- _PROBLEM TO SOLVE_
Reproduce the data that follows precisely.

- _TASK MATERIAL_

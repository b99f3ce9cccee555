use chrono::{DateTime, Utc};
use serde::{Deserialize, Serialize};
use serde_json::Value;
use sqlx::FromRow;

/// A pending submission in `events_queue`. Same shape as a published event
/// minus `status` (queued rows are implicitly pending) plus the submission
/// timestamp. The id is queue-local: promotion assigns a fresh id in
/// `events` and this one is dead afterwards.
#[derive(Debug, Clone, Serialize, Deserialize, FromRow)]
pub struct QueuedEvent {
    pub id: i64,
    pub user_id: Option<i64>,
    pub title: String,
    pub description: Option<String>,
    pub start_date: DateTime<Utc>,
    pub end_date: DateTime<Utc>,
    pub created_at: DateTime<Utc>,
    pub location: Option<String>,
    pub flags: Value,
}

/// Submission payload: a queued event minus the store-assigned fields.
#[derive(Debug, Clone, Deserialize)]
pub struct NewQueuedEvent {
    pub user_id: Option<i64>,
    pub title: String,
    pub description: Option<String>,
    pub start_date: DateTime<Utc>,
    pub end_date: DateTime<Utc>,
    pub location: Option<String>,
    #[serde(default = "default_flags")]
    pub flags: Value,
}

fn default_flags() -> Value {
    Value::Object(serde_json::Map::new())
}
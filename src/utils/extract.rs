use axum::async_trait;
use axum::extract::rejection::JsonRejection;
use axum::extract::{FromRequest, Request};
use axum::Json;

use crate::utils::error::AppError;

/// JSON body extractor that folds every rejection into the error taxonomy.
///
/// The stock `Json` extractor answers data-shape failures with 422 and only
/// syntax failures with 400; a malformed body of either kind is an invalid
/// argument here, so both surface as 400 with the standard error envelope.
pub struct AppJson<T>(pub T);

#[async_trait]
impl<S, T> FromRequest<S> for AppJson<T>
where
    Json<T>: FromRequest<S, Rejection = JsonRejection>,
    S: Send + Sync,
{
    type Rejection = AppError;

    async fn from_request(req: Request, state: &S) -> Result<Self, Self::Rejection> {
        match Json::<T>::from_request(req, state).await {
            Ok(Json(value)) => Ok(AppJson(value)),
            Err(rejection) => Err(AppError::InvalidArgument(rejection.body_text())),
        }
    }
}
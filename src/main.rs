use axum::Router;
use dotenvy::dotenv;
use sqlx::postgres::PgPoolOptions;
use std::net::SocketAddr;
use tokio::net::TcpListener;

use bulletin_server::config::Config;
use bulletin_server::routes::create_routes;
use bulletin_server::state::AppState;

#[tokio::main]
async fn main() {
    dotenv().ok();
    tracing_subscriber::fmt::init();

    let config = Config::from_env();

    let pool = PgPoolOptions::new()
        .max_connections(config.db_max_connections)
        .connect(&config.database_url)
        .await
        .expect("Failed to connect to database");

    tracing::info!("Successfully connected to database");

    sqlx::migrate!()
        .run(&pool)
        .await
        .expect("Failed to run migrations");

    tracing::info!("Migrations run successfully");

    let state = AppState::new(pool);
    let app: Router = create_routes(state);

    let addr = SocketAddr::from(([0, 0, 0, 0], config.port));
    tracing::info!("🚀 Server running at http://{}", addr);

    let listener = TcpListener::bind(addr)
        .await
        .expect("Failed to bind address");

    axum::serve(listener, app).await.expect("Server failed");
}
pub mod config;
pub mod handlers;
pub mod models;
pub mod routes;
pub mod state;
pub mod store;
pub mod utils;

- _OUTPUT BELOW_
repository b99f3ce9cccee555
use chrono::{DateTime, Utc};
use serde::{Deserialize, Serialize};
use serde_json::Value;
use sqlx::FromRow;

/// A pending submission in `events_queue`. Same shape as a published event
/// minus `status` (queued rows are implicitly pending) plus the submission
/// timestamp. The id is queue-local: promotion assigns a fresh id in
/// `events` and this one is dead afterwards.
#[derive(Debug, Clone, Serialize, Deserialize, FromRow)]
pub struct QueuedEvent {
    pub id: i64,
    pub user_id: Option<i64>,
    pub title: String,
    pub description: Option<String>,
    pub start_date: DateTime<Utc>,
    pub end_date: DateTime<Utc>,
    pub created_at: DateTime<Utc>,
    pub location: Option<String>,
    pub flags: Value,
}

/// Submission payload: a queued event minus the store-assigned fields.
#[derive(Debug, Clone, Deserialize)]
pub struct NewQueuedEvent {
    pub user_id: Option<i64>,
    pub title: String,
    pub description: Option<String>,
    pub start_date: DateTime<Utc>,
    pub end_date: DateTime<Utc>,
    pub location: Option<String>,
    #[serde(default = "default_flags")]
    pub flags: Value,
}

fn default_flags() -> Value {
    Value::Object(serde_json::Map::new())
}
filename src/utils/extract.rs
use axum::async_trait;
use axum::extract::rejection::JsonRejection;
use axum::extract::{FromRequest, Request};
use axum::Json;

use crate::utils::error::AppError;

/// JSON body extractor that folds every rejection into the error taxonomy.
///
/// The stock `Json` extractor answers data-shape failures with 422 and only
/// syntax failures with 400; a malformed body of either kind is an invalid
/// argument here, so both surface as 400 with the standard error envelope.
pub struct AppJson<T>(pub T);

#[async_trait]
impl<S, T> FromRequest<S> for AppJson<T>
where
    Json<T>: FromRequest<S, Rejection = JsonRejection>,
    S: Send + Sync,
{
    type Rejection = AppError;

    async fn from_request(req: Request, state: &S) -> Result<Self, Self::Rejection> {
        match Json::<T>::from_request(req, state).await {
            Ok(Json(value)) => Ok(AppJson(value)),
            Err(rejection) => Err(AppError::InvalidArgument(rejection.body_text())),
        }
    }
}
filename src/main.rs
use axum::Router;
use dotenvy::dotenv;
use sqlx::postgres::PgPoolOptions;
use std::net::SocketAddr;
use tokio::net::TcpListener;

use bulletin_server::config::Config;
use bulletin_server::routes::create_routes;
use bulletin_server::state::AppState;

#[tokio::main]
async fn main() {
    dotenv().ok();
    tracing_subscriber::fmt::init();

    let config = Config::from_env();

    let pool = PgPoolOptions::new()
        .max_connections(config.db_max_connections)
        .connect(&config.database_url)
        .await
        .expect("Failed to connect to database");

    tracing::info!("Successfully connected to database");

    sqlx::migrate!()
        .run(&pool)
        .await
        .expect("Failed to run migrations");

    tracing::info!("Migrations run successfully");

    let state = AppState::new(pool);
    let app: Router = create_routes(state);

    let addr = SocketAddr::from(([0, 0, 0, 0], config.port));
    tracing::info!("🚀 Server running at http://{}", addr);

    let listener = TcpListener::bind(addr)
        .await
        .expect("Failed to bind address");

    axum::serve(listener, app).await.expect("Server failed");
}
pub mod config;
pub mod handlers;
pub mod models;
pub mod routes;
pub mod state;
pub mod store;
pub mod utils;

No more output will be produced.